SOURCE MATERIAL section start

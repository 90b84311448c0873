use std::time::Duration;

use crate::error::{DeskError, Result};

pub const DEFAULT_API_URL: &str = "http://localhost:8000";
pub const DEFAULT_TIMEOUT_SECS: u64 = 30;

pub const API_URL_ENV: &str = "CLAIM_API_URL";
pub const TIMEOUT_ENV: &str = "CLAIM_API_TIMEOUT_SECS";

/// Where the classification service lives and how long the transport waits for it.
#[derive(Debug, Clone, PartialEq)]
pub struct ClientConfig {
    pub api_url: String,
    pub request_timeout: Duration,
}

impl Default for ClientConfig {
    fn default() -> Self {
        Self {
            api_url: DEFAULT_API_URL.to_string(),
            request_timeout: Duration::from_secs(DEFAULT_TIMEOUT_SECS),
        }
    }
}

impl ClientConfig {
    /// Reads `CLAIM_API_URL` and `CLAIM_API_TIMEOUT_SECS`, falling back to the defaults.
    pub fn from_env() -> Result<Self> {
        Self::from_lookup(|key| std::env::var(key).ok())
    }

    fn from_lookup(lookup: impl Fn(&str) -> Option<String>) -> Result<Self> {
        let mut config = Self::default();

        if let Some(url) = lookup(API_URL_ENV) {
            config = config.with_api_url(url)?;
        }

        if let Some(raw) = lookup(TIMEOUT_ENV) {
            let secs = raw.trim().parse::<u64>().map_err(|_| {
                DeskError::Config(format!("{TIMEOUT_ENV} must be whole seconds, got `{raw}`"))
            })?;
            config = config.with_timeout(Duration::from_secs(secs))?;
        }

        Ok(config)
    }

    pub fn with_api_url(mut self, url: impl Into<String>) -> Result<Self> {
        let url = url.into();
        let url = url.trim().trim_end_matches('/');
        if !(url.starts_with("http://") || url.starts_with("https://")) {
            return Err(DeskError::Config(format!(
                "API URL must start with http:// or https://, got `{url}`"
            )));
        }
        self.api_url = url.to_string();
        Ok(self)
    }

    pub fn with_timeout(mut self, timeout: Duration) -> Result<Self> {
        if timeout.is_zero() {
            return Err(DeskError::Config("request timeout must be positive".to_string()));
        }
        self.request_timeout = timeout;
        Ok(self)
    }

    pub(crate) fn endpoint(&self, path: &str) -> String {
        format!("{}/{}", self.api_url, path.trim_start_matches('/'))
    }
}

SOURCE MATERIAL section end

### [WHAT IS REQUIRED]
The full listing above should be returned exactly as supplied.

### [REPLY TO THE EXERCISE]
repository 90b84311448c0873
use std::time::Duration;

use crate::error::{DeskError, Result};

pub const DEFAULT_API_URL: &str = "http://localhost:8000";
pub const DEFAULT_TIMEOUT_SECS: u64 = 30;

pub const API_URL_ENV: &str = "CLAIM_API_URL";
pub const TIMEOUT_ENV: &str = "CLAIM_API_TIMEOUT_SECS";

/// Where the classification service lives and how long the transport waits for it.
#[derive(Debug, Clone, PartialEq)]
pub struct ClientConfig {
    pub api_url: String,
    pub request_timeout: Duration,
}

impl Default for ClientConfig {
    fn default() -> Self {
        Self {
            api_url: DEFAULT_API_URL.to_string(),
            request_timeout: Duration::from_secs(DEFAULT_TIMEOUT_SECS),
        }
    }
}

impl ClientConfig {
    /// Reads `CLAIM_API_URL` and `CLAIM_API_TIMEOUT_SECS`, falling back to the defaults.
    pub fn from_env() -> Result<Self> {
        Self::from_lookup(|key| std::env::var(key).ok())
    }

    fn from_lookup(lookup: impl Fn(&str) -> Option<String>) -> Result<Self> {
        let mut config = Self::default();

        if let Some(url) = lookup(API_URL_ENV) {
            config = config.with_api_url(url)?;
        }

        if let Some(raw) = lookup(TIMEOUT_ENV) {
            let secs = raw.trim().parse::<u64>().map_err(|_| {
                DeskError::Config(format!("{TIMEOUT_ENV} must be whole seconds, got `{raw}`"))
            })?;
            config = config.with_timeout(Duration::from_secs(secs))?;
        }

        Ok(config)
    }

    pub fn with_api_url(mut self, url: impl Into<String>) -> Result<Self> {
        let url = url.into();
        let url = url.trim().trim_end_matches('/');
        if !(url.starts_with("http://") || url.starts_with("https://")) {
            return Err(DeskError::Config(format!(
                "API URL must start with http:// or https://, got `{url}`"
            )));
        }
        self.api_url = url.to_string();
        Ok(self)
    }

    pub fn with_timeout(mut self, timeout: Duration) -> Result<Self> {
        if timeout.is_zero() {
            return Err(DeskError::Config("request timeout must be positive".to_string()));
        }
        self.request_timeout = timeout;
        Ok(self)
    }

    pub(crate) fn endpoint(&self, path: &str) -> String {
        format!("{}/{}", self.api_url, path.trim_start_matches('/'))
    }
}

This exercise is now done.